Gurdal points out and easily names each of the cheeses surrounding us: natural rinds, dutch cheeses, mountain cheeses, cow’s milk cheeses, the list goes on and on.
The caves are cooler than the upstairs store, kept around 45 degrees Fahrenheit. A small fountain gurgling in the middle of one of the caves keeps the air wet. The fountain breaks the water continually, he explains, so “there’s a very gentle mist coming out of it.”
This atmosphere feels more than a tad gross to me, but is ideal for the cheese. It allows the microbes that make the cheese delicious, to flourish. And Ihsan isn’t the only one who wants to ensure the cheese will cultivate microbes.
Fifteen minutes down the road is a industrial-looking building that belongs to Tufts University. Inside are slick-looking biology labs. This is where, under a fume hood, Benjamin Wolfe, a biology professor at Tufts University, peels back a cheese microbe sample and gives me a whiff. It smells terrible.
“People pick up cheese and think of it as this beautiful simple lawn of mold, and they put it in their mouth and don’t think any more,” he says. “But actually, on a cheese rind, it’s really war and peace.”
Wolfe and his colleagues recently finished a study using 137 samples from Ihsan’s cave, among many others. They found cheesemakers could essentially engineer the microbes on their cheeses. In other words, cheeses in two different caves could cultivate identical bacteria, while similar cheeses in the same cave could hold entirely different microbes.
Wolfe explains to me that they normally find three different types of microbes on cheese: bacteria, yeast, and molds.
“In the bacteria, we see some microbes that are similar to the microbes that grow in the human microbiome,” says Wolfe. “So the reason that your feet smell bad is because there’s a group of bacteria known as Brevibacterium that produce some sulfur compounds, and those similar types of bacteria grow on cheese which is why some cheeses smell pretty terrible.”
The similarities between what grows on cheese and what grows on the human body are one important reason Wolfe is studying cheese.
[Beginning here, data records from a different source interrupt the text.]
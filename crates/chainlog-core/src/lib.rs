//! # chainlog-core
//!
//! Hashing, storage seams and the admission pipeline for chainlog.
//!
//! This crate provides:
//! - Canonical encoding and SHA-256 hash-chain primitives (`chain`)
//! - The two storage traits (`ChainStore`, `EventLog`)
//! - The `AdmissionGateway` that turns drafts into committed events
//! - TOML configuration (`ChainlogConfig`)
//! - Draft constructors for common producer events (`producers`)
//!
//! ## Usage
//!
//! ```rust,ignore
//! use chainlog_core::{AdmissionGateway, config::RetryPolicy, producers};
//!
//! let gateway = AdmissionGateway::new(store, RetryPolicy::default());
//! let receipt = gateway.admit(producers::secret_access("db-password", "alice"))?;
//! println!("committed {} at {}", receipt.id, receipt.position);
//! ```

pub mod chain;
pub mod config;
pub mod gateway;
pub mod producers;
pub mod traits;

pub use chain::{canonical_encoding, check_link, compute_event_hash, verify_event_hash};
pub use config::{ChainlogConfig, QueryConfig, RetryPolicy, StoreBackend, StoreConfig};
pub use gateway::{validate_draft, AdmissionGateway};
pub use traits::{ChainStore, CommitOutcome, EventLog, EventStream, HeadState};

// ── Tests ─────────────────────────────────────────────────────────────────────

#[cfg(test)]
mod tests {
    use std::{
        sync::{Arc, Mutex},
        time::Duration,
    };

    use serde_json::json;

    use chainlog_contracts::{
        error::{ChainlogError, ChainlogResult},
        event::{AuditEvent, ChainId, CommittedEvent, EventDraft, EventId, Outcome},
    };

    use super::*;

    // ── Helpers ───────────────────────────────────────────────────────────────

    /// A chain store whose contention and failures are scripted by the test.
    struct ScriptedStore {
        chain_id: ChainId,
        state: Mutex<ScriptedState>,
    }

    struct ScriptedState {
        head: String,
        events: Vec<AuditEvent>,
        /// Each pending conflict simulates another writer winning one race.
        conflicts_left: u32,
        fail_storage: bool,
        commit_calls: u32,
    }

    impl ScriptedStore {
        fn new(conflicts: u32) -> Arc<Self> {
            Arc::new(Self {
                chain_id: ChainId::new("scripted"),
                state: Mutex::new(ScriptedState {
                    head: AuditEvent::GENESIS_HASH.to_string(),
                    events: Vec::new(),
                    conflicts_left: conflicts,
                    fail_storage: false,
                    commit_calls: 0,
                }),
            })
        }

        fn failing() -> Arc<Self> {
            let store = Self::new(0);
            store.state.lock().unwrap().fail_storage = true;
            store
        }

        fn events(&self) -> Vec<AuditEvent> {
            self.state.lock().unwrap().events.clone()
        }

        fn commit_calls(&self) -> u32 {
            self.state.lock().unwrap().commit_calls
        }
    }

    impl ChainStore for ScriptedStore {
        fn chain_id(&self) -> &ChainId {
            &self.chain_id
        }

        fn head_state(&self) -> ChainlogResult<HeadState> {
            let state = self.state.lock().unwrap();
            Ok(HeadState {
                hash: state.head.clone(),
                len: state.events.len() as u64,
            })
        }

        fn commit(
            &self,
            candidate: AuditEvent,
            expected_previous_head: &str,
        ) -> ChainlogResult<CommitOutcome> {
            let mut state = self.state.lock().unwrap();
            state.commit_calls += 1;

            if state.conflicts_left > 0 {
                state.conflicts_left -= 1;
                let rival = format!("{:064x}", state.conflicts_left + 1);
                state.head = rival.clone();
                return Ok(CommitOutcome::Conflict { live_head: rival });
            }
            if state.fail_storage {
                return Err(ChainlogError::storage("scripted outage"));
            }
            if state.head != expected_previous_head {
                return Ok(CommitOutcome::Conflict {
                    live_head: state.head.clone(),
                });
            }

            assert_eq!(candidate.previous_hash, expected_previous_head);
            assert!(verify_event_hash(&candidate));

            let position = state.events.len() as u64;
            state.head = candidate.event_hash.clone();
            state.events.push(candidate.clone());
            Ok(CommitOutcome::Committed(CommittedEvent {
                position,
                event: candidate,
            }))
        }

        fn len(&self) -> ChainlogResult<u64> {
            Ok(self.state.lock().unwrap().events.len() as u64)
        }

        fn scan(&self, from: u64, to: u64) -> EventStream<'_> {
            let events = self.events();
            Box::new(
                events
                    .into_iter()
                    .enumerate()
                    .skip(from as usize)
                    .take(to.saturating_sub(from) as usize)
                    .map(|(i, event)| {
                        Ok(CommittedEvent {
                            position: i as u64,
                            event,
                        })
                    }),
            )
        }

        fn get(&self, id: &EventId) -> ChainlogResult<Option<CommittedEvent>> {
            Ok(self
                .events()
                .into_iter()
                .enumerate()
                .find(|(_, e)| &e.id == id)
                .map(|(i, event)| CommittedEvent {
                    position: i as u64,
                    event,
                }))
        }

        fn position_of_hash(&self, hash: &str) -> ChainlogResult<Option<u64>> {
            Ok(self
                .events()
                .iter()
                .position(|e| e.event_hash == hash)
                .map(|p| p as u64))
        }
    }

    fn no_wait(max_attempts: u32) -> RetryPolicy {
        RetryPolicy {
            max_attempts,
            initial_backoff_ms: 0,
            max_backoff_ms: 0,
        }
    }

    fn draft(action: &str) -> EventDraft {
        EventDraft::new("authentication", action, "user", "u-1", Outcome::Success)
    }

    // ── Admission ─────────────────────────────────────────────────────────────

    /// The first admitted event links to the genesis sentinel.
    #[test]
    fn test_first_event_links_to_genesis() {
        let store = ScriptedStore::new(0);
        let gateway = AdmissionGateway::new(store.clone(), no_wait(3));

        let receipt = gateway.admit(draft("login")).unwrap();

        assert_eq!(receipt.position, 0);
        assert_eq!(receipt.previous_hash, AuditEvent::GENESIS_HASH);
        assert_eq!(receipt.attempts, 1);
        assert_eq!(receipt.chain_id, ChainId::new("scripted"));

        let events = store.events();
        assert_eq!(events[0].id, receipt.id);
        assert_eq!(events[0].event_hash, receipt.event_hash);
    }

    /// Sequential admissions form a linked chain.
    #[test]
    fn test_sequential_admissions_link() {
        let store = ScriptedStore::new(0);
        let gateway = AdmissionGateway::new(store.clone(), no_wait(3));

        let a = gateway.admit(draft("a")).unwrap();
        let b = gateway.admit(draft("b")).unwrap();

        assert_eq!(b.previous_hash, a.event_hash);
        assert_eq!(b.position, 1);
        assert_ne!(a.id, b.id);
    }

    /// A lost race relinks to the new head and keeps the same identity.
    #[test]
    fn test_conflict_retries_against_new_head() {
        let store = ScriptedStore::new(2);
        let gateway = AdmissionGateway::new(store.clone(), no_wait(5));

        let receipt = gateway.admit(draft("contended")).unwrap();

        assert_eq!(receipt.attempts, 3);
        assert_eq!(store.commit_calls(), 3);
        // The last rival head the script installed was 0x...01.
        assert_eq!(receipt.previous_hash, format!("{:064x}", 1));
        assert_eq!(store.events().len(), 1);
        assert_eq!(store.events()[0].id, receipt.id);
    }

    /// Exhausting every attempt fails with WriteContention and commits nothing.
    #[test]
    fn test_contention_exhausts_attempts() {
        let store = ScriptedStore::new(10);
        let gateway = AdmissionGateway::new(store.clone(), no_wait(4));

        let err = gateway.admit(draft("never")).unwrap_err();

        assert!(matches!(err, ChainlogError::WriteContention { attempts: 4 }));
        assert_eq!(store.commit_calls(), 4);
        assert!(store.events().is_empty());
    }

    /// A storage failure surfaces as StorageError without retrying.
    #[test]
    fn test_storage_error_propagates() {
        let store = ScriptedStore::failing();
        let gateway = AdmissionGateway::new(store.clone(), no_wait(4));

        let err = gateway.admit(draft("x")).unwrap_err();

        assert!(matches!(err, ChainlogError::Storage { .. }));
        assert_eq!(store.commit_calls(), 1);
        assert!(store.events().is_empty());
    }

    /// Invalid drafts are rejected before any commit attempt.
    #[test]
    fn test_validation_happens_before_commit() {
        let store = ScriptedStore::new(0);
        let gateway = AdmissionGateway::new(store.clone(), no_wait(3));

        let bad = [
            EventDraft::new("", "a", "r", "1", Outcome::Success),
            EventDraft::new("t", "  ", "r", "1", Outcome::Success),
            EventDraft::new("t", "a", "r", "", Outcome::Success),
            draft("a").with_actor(""),
            draft("a").with_ip_address("not-an-ip"),
        ];
        for d in bad {
            let err = gateway.admit(d).unwrap_err();
            assert!(matches!(err, ChainlogError::Validation { .. }), "got {err}");
        }
        assert_eq!(store.commit_calls(), 0);
    }

    #[test]
    fn test_validation_accepts_ipv6_and_full_context() {
        let d = draft("a")
            .with_ip_address("2001:db8::1")
            .with_user_agent("agent/1.0")
            .with_request_correlation_id("req-1")
            .with_details(json!({ "k": [1, 2] }));
        assert!(validate_draft(&d).is_ok());
    }

    // ── RetryPolicy ───────────────────────────────────────────────────────────

    #[test]
    fn test_backoff_doubles_and_saturates() {
        let policy = RetryPolicy {
            max_attempts: 10,
            initial_backoff_ms: 5,
            max_backoff_ms: 30,
        };
        assert_eq!(policy.backoff_for(1), Duration::from_millis(5));
        assert_eq!(policy.backoff_for(2), Duration::from_millis(10));
        assert_eq!(policy.backoff_for(3), Duration::from_millis(20));
        assert_eq!(policy.backoff_for(4), Duration::from_millis(30));
        assert_eq!(policy.backoff_for(60), Duration::from_millis(30));
    }

    // ── Config ────────────────────────────────────────────────────────────────

    #[test]
    fn test_empty_config_uses_defaults() {
        let config = ChainlogConfig::from_toml_str("").unwrap();
        assert_eq!(config, ChainlogConfig::default());
        assert_eq!(config.store.backend, StoreBackend::File);
        assert_eq!(config.admission.max_attempts, 8);
        assert_eq!(config.query.default_limit, 100);
    }

    #[test]
    fn test_full_config_parses() {
        let toml = r#"
            [store]
            backend = "memory"
            chain_id = "tenant-a"
            sync_on_commit = false

            [admission]
            max_attempts = 3
            initial_backoff_ms = 1
            max_backoff_ms = 4

            [query]
            default_limit = 10
            max_limit = 50
        "#;

        let config = ChainlogConfig::from_toml_str(toml).unwrap();
        assert_eq!(config.store.backend, StoreBackend::Memory);
        assert_eq!(config.store.chain_id, "tenant-a");
        assert!(!config.store.sync_on_commit);
        assert_eq!(config.admission.max_attempts, 3);
        assert_eq!(config.query.max_limit, 50);
    }

    /// The example config shipped at the workspace root stays loadable.
    #[test]
    fn test_example_config_parses() {
        let config = ChainlogConfig::from_toml_str(include_str!("../../../chainlog.example.toml")).unwrap();
        assert_eq!(config.store.path, std::path::PathBuf::from("audit/chain.jsonl"));
        assert_eq!(config.admission, RetryPolicy::default());
        assert_eq!(config.query, QueryConfig::default());
    }

    #[test]
    fn test_inconsistent_config_is_rejected() {
        let cases = [
            "[admission]\nmax_attempts = 0",
            "[admission]\ninitial_backoff_ms = 50\nmax_backoff_ms = 10",
            "[query]\ndefault_limit = 500\nmax_limit = 100",
            "[store]\nchain_id = \"  \"",
        ];
        for case in cases {
            let err = ChainlogConfig::from_toml_str(case).unwrap_err();
            assert!(matches!(err, ChainlogError::Config { .. }), "case {case:?}");
        }
    }

    #[test]
    fn test_malformed_config_is_config_error() {
        let err = ChainlogConfig::from_toml_str("[store\nbackend = ").unwrap_err();
        assert!(err.to_string().contains("configuration error"));

        let err = ChainlogConfig::from_toml_str("[store]\nbackend = \"postgres\"").unwrap_err();
        assert!(matches!(err, ChainlogError::Config { .. }));
    }

    // ── Producers ─────────────────────────────────────────────────────────────

    #[test]
    fn test_failed_authentication_draft() {
        let d = producers::authentication_attempt("alice", false, Some("10.1.2.3"));
        assert_eq!(d.event_type, producers::event_types::AUTHENTICATION);
        assert_eq!(d.outcome, Outcome::Failure);
        assert_eq!(d.outcome_detail.as_deref(), Some("authentication failed"));
        assert_eq!(d.client.ip_address.as_deref(), Some("10.1.2.3"));
        assert!(validate_draft(&d).is_ok());
    }

    #[test]
    fn test_authorization_and_key_drafts_carry_details() {
        let d = producers::authorization_check("bob", "workflow:write", "wf-1", false);
        assert_eq!(d.details["permission"], "workflow:write");
        assert_eq!(d.details["allowed"], false);
        assert!(d.outcome_detail.unwrap().contains("workflow:write"));

        let scopes = vec!["read".to_string(), "write".to_string()];
        let d = producers::api_key_created("key-1", "bob", &scopes);
        assert_eq!(d.details["scopes"], json!(["read", "write"]));

        let d = producers::workflow_execution(
            "wf-2",
            "carol",
            Outcome::PartialSuccess,
            Duration::from_millis(1500),
        );
        assert_eq!(d.details["duration_ms"], 1500);
    }
}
He suggests the more we learn about bacteria and fungi on cheese, the more we’ll know about how similar bacteria and fungi work elsewhere, on more complex organisms like humans. In that way, cheese functions as a simple community to test hypotheses on that may apply to more complicated communities as well.
In addition, Wolfe says studying cheese microbes could yield new microbes to help help fight harmful bacteria.
“We do see some of these fungi producing antimicrobials and maybe those will be useful compounds in the future,” he says. “A lot of these fungi haven’t been well studied, so there could be great promise for finding new compounds that would be useful for us.”
His work reminds me of something Gurdal told me while we were in the caves, that they aren’t just for show and are meant to be functional and serve a purpose. As Wolfe’s work shows, it’s even more true than he could have guessed.